Law was detained while trying to get through immigration and, 14 hours later, was put on a flight out—fortunately, to San Francisco (his last port of call), and not Hong Kong or China.
(3)
A domestic worker was recently fined for doing some extra part-time cleaning work when her work permit only allows her to work for her official employer. For this, the court fined Pido Erlinda Ocampo $13,000; the parties who hired her without permission were fined, too, but less.
The fine is a huge sum for a migrant domestic worker. It's a really severe punishment for something that didn't cause any harm: Ocampo provided a service that people needed for compensation that all parties had agreed on. She did it while still covering her responsibilities in her main job. Why should the consequences of doing honest labour be so harsh? How is that proportionate in any way?
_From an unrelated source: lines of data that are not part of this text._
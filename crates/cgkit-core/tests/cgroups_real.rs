//! Integration tests for the synchronous cgroup filesystem operations.
//!
//! These tests require:
//! - Linux with cgroup v1 support
//! - Root (they mount and unmount fresh hierarchies)
//! - The freezer subsystem enabled and not attached elsewhere
//!
//! Tests are automatically skipped if requirements are not met.

#![cfg(target_os = "linux")]

mod support;

use cgkit_core::cgroups;
use cgkit_core::{test_log, Error};
use support::{ChildProcess, TestHierarchy};

#[test]
fn test_available_reports_proc_cgroups() {
    // Purely informational; availability depends on the kernel.
    let available = cgroups::available();
    test_log!(INFO, "cgroup availability", available = available);
}

#[test]
fn test_subsystem_queries_live() {
    if !cgroups::available() {
        test_log!(INFO, "Skipping: /proc/cgroups not present");
        return;
    }

    let names = cgroups::subsystems().unwrap();
    test_log!(INFO, "enabled subsystems", count = names.len());

    // Unknown subsystems must be an error, not false.
    assert!(matches!(
        cgroups::enabled("definitely-not-a-subsystem"),
        Err(Error::SubsystemMissing { .. })
    ));
    assert!(matches!(
        cgroups::busy("definitely-not-a-subsystem"),
        Err(Error::SubsystemMissing { .. })
    ));

    for name in &names {
        assert!(cgroups::enabled(name).unwrap());
    }
}

#[test]
fn test_s1_create_remove_lifecycle() {
    support::init_logging();
    let Some(hierarchy) = TestHierarchy::mount("freezer") else {
        test_log!(INFO, "Skipping: cannot mount a freezer hierarchy");
        return;
    };
    let h = hierarchy.path();

    assert!(cgroups::mounted(h, "freezer").unwrap());
    assert!(cgroups::hierarchies().unwrap().contains(&h.canonicalize().unwrap()));
    assert!(cgroups::subsystems_of(h).unwrap().contains("freezer"));

    cgroups::create(h, "a").unwrap();
    assert!(cgroups::exists(h, "a").unwrap());
    assert_eq!(cgroups::nested(h, "").unwrap(), vec!["a".to_string()]);

    cgroups::remove(h, "a").unwrap();
    assert!(!cgroups::exists(h, "a").unwrap());
    assert!(cgroups::nested(h, "").unwrap().is_empty());

    drop(hierarchy);
}

#[test]
fn test_s2_remove_refuses_nested_cgroups() {
    support::init_logging();
    let Some(hierarchy) = TestHierarchy::mount("freezer") else {
        test_log!(INFO, "Skipping: cannot mount a freezer hierarchy");
        return;
    };
    let h = hierarchy.path();

    cgroups::create(h, "a").unwrap();
    cgroups::create(h, "a/b").unwrap();

    let err = cgroups::remove(h, "a").unwrap_err();
    assert!(matches!(err, Error::NestedCgroups { .. }), "got {err}");

    cgroups::remove(h, "a/b").unwrap();
    cgroups::remove(h, "a").unwrap();
}

#[test]
fn test_enumerate_is_postorder() {
    support::init_logging();
    let Some(hierarchy) = TestHierarchy::mount("freezer") else {
        test_log!(INFO, "Skipping: cannot mount a freezer hierarchy");
        return;
    };
    let h = hierarchy.path();

    for cgroup in ["a", "a/b", "a/c", "a/c/d", "e"] {
        cgroups::create(h, cgroup).unwrap();
    }

    let all = cgroups::nested(h, "").unwrap();
    assert_eq!(all, vec!["a/b", "a/c/d", "a/c", "a", "e"]);

    // Scoped to a subtree the root itself is excluded.
    let under_a = cgroups::nested(h, "a").unwrap();
    assert_eq!(under_a, vec!["a/b", "a/c/d", "a/c"]);
}

#[test]
fn test_control_write_read_round_trip() {
    support::init_logging();
    let Some(hierarchy) = TestHierarchy::mount("freezer") else {
        test_log!(INFO, "Skipping: cannot mount a freezer hierarchy");
        return;
    };
    let h = hierarchy.path();

    cgroups::create(h, "a").unwrap();

    assert_eq!(cgroups::read(h, "a", "freezer.state").unwrap().trim(), "THAWED");

    cgroups::write(h, "a", "notify_on_release", "1").unwrap();
    assert_eq!(cgroups::read(h, "a", "notify_on_release").unwrap().trim(), "1");

    assert!(cgroups::exists_control(h, "a", "freezer.state").unwrap());
    assert!(!cgroups::exists_control(h, "a", "bogus.control").unwrap());

    cgroups::remove(h, "a").unwrap();
}

#[test]
fn test_verification_gate_errors() {
    support::init_logging();
    let Some(hierarchy) = TestHierarchy::mount("freezer") else {
        test_log!(INFO, "Skipping: cannot mount a freezer hierarchy");
        return;
    };
    let h = hierarchy.path();

    assert!(matches!(
        cgroups::read(h, "missing", "freezer.state"),
        Err(Error::CgroupMissing { .. })
    ));

    cgroups::create(h, "a").unwrap();
    assert!(matches!(
        cgroups::read(h, "a", "memory.oom_control"),
        Err(Error::ControlMissing { .. })
    ));

    // An unmounted path fails every verified operation.
    let bogus = std::path::Path::new("/definitely/not/mounted");
    assert!(matches!(
        cgroups::exists(bogus, "a"),
        Err(Error::NotMounted { .. })
    ));

    cgroups::remove(h, "a").unwrap();
}

#[test]
fn test_assign_and_tasks() {
    support::init_logging();
    let Some(hierarchy) = TestHierarchy::mount("freezer") else {
        test_log!(INFO, "Skipping: cannot mount a freezer hierarchy");
        return;
    };
    let h = hierarchy.path();

    cgroups::create(h, "a").unwrap();
    assert!(cgroups::tasks(h, "a").unwrap().is_empty());

    let child = ChildProcess::spawn_sleep().unwrap();
    cgroups::assign(h, "a", child.pid()).unwrap();

    let pids = cgroups::tasks(h, "a").unwrap();
    assert!(pids.contains(&child.pid()), "assigned pid not in tasks");

    // Enrollment moved the pid out of the root cgroup of this hierarchy.
    assert!(!cgroups::tasks(h, "").unwrap().contains(&child.pid()));

    // Move it back so the cgroup can be removed.
    cgroups::assign(h, "", child.pid()).unwrap();
    assert!(!cgroups::tasks(h, "a").unwrap().contains(&child.pid()));

    cgroups::remove(h, "a").unwrap();
}

#[test]
fn test_kill_signals_all_tasks() {
    support::init_logging();
    let Some(hierarchy) = TestHierarchy::mount("freezer") else {
        test_log!(INFO, "Skipping: cannot mount a freezer hierarchy");
        return;
    };
    let h = hierarchy.path();

    cgroups::create(h, "a").unwrap();

    let mut child = ChildProcess::spawn_sleep().unwrap();
    cgroups::assign(h, "a", child.pid()).unwrap();

    cgroups::kill(h, "a", libc::SIGKILL).unwrap();

    let status = child.wait_for_exit().unwrap();
    assert!(!status.success());

    // The kernel drops exiting tasks from the tasks file on its own.
    let deadline = std::time::Instant::now() + std::time::Duration::from_secs(5);
    while !cgroups::tasks(h, "a").unwrap().is_empty() {
        assert!(std::time::Instant::now() < deadline, "cgroup never drained");
        std::thread::sleep(std::time::Duration::from_millis(10));
    }

    cgroups::remove(h, "a").unwrap();
}

#[test]
fn test_mount_refuses_busy_subsystem() {
    support::init_logging();
    let Some(hierarchy) = TestHierarchy::mount("freezer") else {
        test_log!(INFO, "Skipping: cannot mount a freezer hierarchy");
        return;
    };

    // The freezer is now attached to our own hierarchy, so a second mount
    // anywhere else must refuse.
    assert!(cgroups::busy("freezer").unwrap());

    let scratch = tempfile::tempdir().unwrap();
    let err = cgroups::mount(&scratch.path().join("second"), "freezer").unwrap_err();
    assert!(matches!(err, Error::SubsystemBusy { .. }), "got {err}");

    drop(hierarchy);

    // After unmount the subsystem is free again.
    assert!(!cgroups::busy("freezer").unwrap());
}

#[test]
fn test_cpuset_controls_copied_from_parent() {
    support::init_logging();
    let Some(hierarchy) = TestHierarchy::mount("cpuset") else {
        test_log!(INFO, "Skipping: cannot mount a cpuset hierarchy");
        return;
    };
    let h = hierarchy.path();

    cgroups::create(h, "a").unwrap();

    let parent_cpus = cgroups::read(h, "", "cpuset.cpus").unwrap();
    let parent_mems = cgroups::read(h, "", "cpuset.mems").unwrap();
    assert_eq!(
        cgroups::read(h, "a", "cpuset.cpus").unwrap().trim(),
        parent_cpus.trim()
    );
    assert_eq!(
        cgroups::read(h, "a", "cpuset.mems").unwrap().trim(),
        parent_mems.trim()
    );

    // The copy is what makes the cgroup able to host tasks at all.
    let child = ChildProcess::spawn_sleep().unwrap();
    cgroups::assign(h, "a", child.pid()).unwrap();
    cgroups::assign(h, "", child.pid()).unwrap();

    cgroups::remove(h, "a").unwrap();
}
As a feature in The New Paper highlights, domestic workers are generally poorly paid and, with dependents to support in their home countries, are often in need of money. If, outside of their regular work, they find opportunities to earn a little more without hurting anyone, then why not?
According to the Ministry of Manpower, the strict rules against moonlighting help to avoid tricky situations, like when it comes to medical treatment and workplace injury: "Should a migrant domestic worker fall ill or sustain injuries while working elsewhere, the official employer remains liable for her upkeep and medical costs, even though the injury occurred outside their direct supervision and control." But this is a situation created by migrant worker policies that infantilise the worker, making their employers responsible for them in ways that no other sort of employer in Singapore has to be.
The employer–worker power imbalance is extreme here, which is why there are also problems with illegal deployment, where workers are forced by their employers to work extra without their consent. What's needed here is not to ban moonlighting, but to change the system into something that respects labour and migrant workers' agency. Instead of blindly implementing rules, we should be looking out for and taking action against exploitation instead.
(4)
Did you know that Singapore dodged the bullet of dangerous sectarian politics recently? According to Ong Ye Kung, Minister for Health and Coordinating Minister for Social Policies, we came "dangerously close" to mixing race and religion with politics during the GE period. Again, he brought up Noor Deros's claims about meeting Workers' Party's Malay candidates and endorsement of the party, as well as how Malaysian politicians and a former Singaporean ISA detainee had stuck their two cents into the discourse. Standing in Parliament, he issued warnings about populist politics that play on "Us versus Them" narratives. "Populism takes societies on the road to ruin—creating irreconcilable rifts between communities, and fuelling xenophobia and racism," he said.
Hmmm... if only he'd had this clarity back in 2019 when he compared a cancelled Yale-NUS workshop on dissent and activism to courses "designed by jihadists to promote violence" or "teaching that Nazism is good", and quoted selectively from Alfian Sa'at's poem to question his loyalty and insinuate that Alfian is anti-Singapore.